The African Development Bank (AfDB) yesterday said its $1 billion emergency lifeline approval support to Nigeria a year ago was what helped to pull the country out of recession, the country's worst economic crisis in more than a decade.

He announced that the Bank would organise the Africa Investment Forum on November 7-8, 2018 in Johannesburg, South Africa, to mobilise funds for infrastructure development, to bridge an estimated funding gap of $130-$170 billion a year, up from previous estimates of U.S. $100 billion per year.

Your Excellencies, Distinguished Ladies and Gentlemen, as we celebrate the commissioning of this world-class edifice, I wish to reiterate the commitment of the Buhari Administration to the Bank's strategy in Nigeria.

"The signaling effect of that singular act gave the country's foreign reserves the much-needed boost, which helped stabilized the Nigerian currency - the Naira", she said.

"We think that being the largest shareholder of the bank since inception and the country with one of the largest portfolios of its projects, Abuja, Nigeria is the natural and logical place for the bank's regional hub".

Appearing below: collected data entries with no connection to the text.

//! User-supplied exclusion patterns.
//!
//! The `.exclusions` file lists paths the user does not want the updater to
//! fetch: one pattern per line, blank lines and `#` comments ignored. Three
//! pattern forms are recognised:
//!
//! - exact path: `sounds/beep.wav`
//! - directory prefix (trailing slash): `sounds/`
//! - glob (contains `*`): `sounds/*.wav`, `**/*.ogg`
//!
//! Patterns and candidate paths are normalized and lower-cased before
//! comparison, so matching is case-insensitive.

use super::normalize;
use glob::Pattern;
use std::collections::BTreeSet;
use std::path::Path;
use tracing::{debug, warn};

/// A set of exclusion patterns.
#[derive(Debug, Clone, Default)]
pub struct ExclusionSet {
    exact: BTreeSet<String>,
    prefixes: Vec<String>,
    globs: Vec<Pattern>,
}

impl ExclusionSet {
    #[must_use]
    pub fn new() -> Self {
        Self::default()
    }

    /// Builds a set from an iterator of raw patterns.
    pub fn from_patterns<I, S>(patterns: I) -> Self
    where
        I: IntoIterator<Item = S>,
        S: AsRef<str>,
    {
        let mut set = Self::new();
        for pattern in patterns {
            set.insert(pattern.as_ref());
        }
        set
    }

    /// Parses the contents of an exclusions file.
    #[must_use]
    pub fn parse(content: &str) -> Self {
        Self::from_patterns(
            content
                .lines()
                .map(str::trim)
                .filter(|line| !line.is_empty() && !line.starts_with('#')),
        )
    }

    /// Loads an exclusions file. A missing or unreadable file yields an empty set.
    #[must_use]
    pub fn load(path: &Path) -> Self {
        match std::fs::read_to_string(path) {
            Ok(content) => {
                let set = Self::parse(&content);
                debug!("Loaded {} exclusion patterns from {}", set.len(), path.display());
                set
            }
            Err(e) if e.kind() == std::io::ErrorKind::NotFound => Self::new(),
            Err(e) => {
                warn!("Ignoring unreadable exclusions file {}: {}", path.display(), e);
                Self::new()
            }
        }
    }

    /// Adds one pattern to the set.
    pub fn insert(&mut self, raw: &str) {
        let raw = raw.trim();
        let is_dir = raw.ends_with('/') || raw.ends_with('\\');
        let normalized = normalize(raw).to_lowercase();
        if normalized.is_empty() {
            return;
        }

        if is_dir {
            self.prefixes.push(format!("{normalized}/"));
        } else if normalized.contains('*') {
            match Pattern::new(&normalized) {
                Ok(pattern) => self.globs.push(pattern),
                Err(e) => {
                    warn!("Invalid exclusion glob '{}': {}; matching it literally", raw, e);
                    self.exact.insert(normalized);
                }
            }
        } else {
            self.exact.insert(normalized);
        }
    }

    /// Returns `true` if `path` is excluded.
    #[must_use]
    pub fn matches(&self, path: &str) -> bool {
        if self.is_empty() {
            return false;
        }
        let path = normalize(path).to_lowercase();

        self.exact.contains(&path)
            || self.globs.iter().any(|pattern| pattern.matches(&path))
            || self.prefixes.iter().any(|prefix| path.starts_with(prefix.as_str()))
    }

    /// Number of patterns in the set.
    #[must_use]
    pub fn len(&self) -> usize {
        self.exact.len() + self.prefixes.len() + self.globs.len()
    }

    #[must_use]
    pub fn is_empty(&self) -> bool {
        self.len() == 0
    }
}

#[cfg(test)]
mod tests {
    use super::*;
    use tempfile::TempDir;

    #[test]
    fn test_exact_match_is_case_insensitive() {
        let set = ExclusionSet::from_patterns(["Sounds/Beep.wav"]);
        assert!(set.matches("sounds/beep.wav"));
        assert!(set.matches("SOUNDS\\BEEP.WAV"));
        assert!(!set.matches("sounds/beep2.wav"));
    }

    #[test]
    fn test_directory_prefix() {
        let set = ExclusionSet::from_patterns(["sounds/"]);
        assert!(set.matches("sounds/a.wav"));
        assert!(set.matches("Sounds/deep/b.wav"));
        assert!(!set.matches("soundscape.txt"));
    }

    #[test]
    fn test_glob_patterns() {
        let set = ExclusionSet::from_patterns(["*.ogg", "scripts/*.bak"]);
        assert!(set.matches("music.ogg"));
        assert!(set.matches("music/battle/theme.OGG"));
        assert!(set.matches("scripts/old.bak"));
        assert!(!set.matches("scripts/old.lua"));
    }

    #[test]
    fn test_parse_skips_comments_and_blanks() {
        let set = ExclusionSet::parse("# my exclusions\n\n  sounds/  \n#logs/\nreadme.txt\n");
        assert_eq!(set.len(), 2);
        assert!(set.matches("sounds/x.wav"));
        assert!(set.matches("readme.txt"));
        assert!(!set.matches("logs/a.txt"));
    }

    #[test]
    fn test_load_missing_file_is_empty() {
        let temp = TempDir::new().unwrap();
        let set = ExclusionSet::load(&temp.path().join(".exclusions"));
        assert!(set.is_empty());
        assert!(!set.matches("anything"));
    }

    #[test]
    fn test_load_from_file() {
        let temp = TempDir::new().unwrap();
        let file = temp.path().join(".exclusions");
        std::fs::write(&file, "fonts/\n*.chm\n").unwrap();
        let set = ExclusionSet::load(&file);
        assert!(set.matches("fonts/dejavu.ttf"));
        assert!(set.matches("help/manual.chm"));
    }
}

The Bank president highlighted various innovative ways in which Africa countries can generate capital for infrastructure development, and what the Bank is doing through its ambitious High 5 development agenda to address the issues raised in the report.

He said the bank would continue to support Nigeria and other African countries in order to accelerate the development of infrastructure and energy on the continent.

The Bank, he added, is providing United States $263 million toward the rehabilitation of basic livelihoods in the northeast, with the expectation of providing water, sanitation, hygiene and health services that will benefit 14 million people, including 1.9 million Internally Displaced Persons.

Citing data from the 2018 report, Adesina said infrastructure projects were among the most profitable investments any society can make, as they "significantly contribute to, propel, and sustain a country's economic growth. We were there in the down time, we will also be there for Nigeria in the up time!"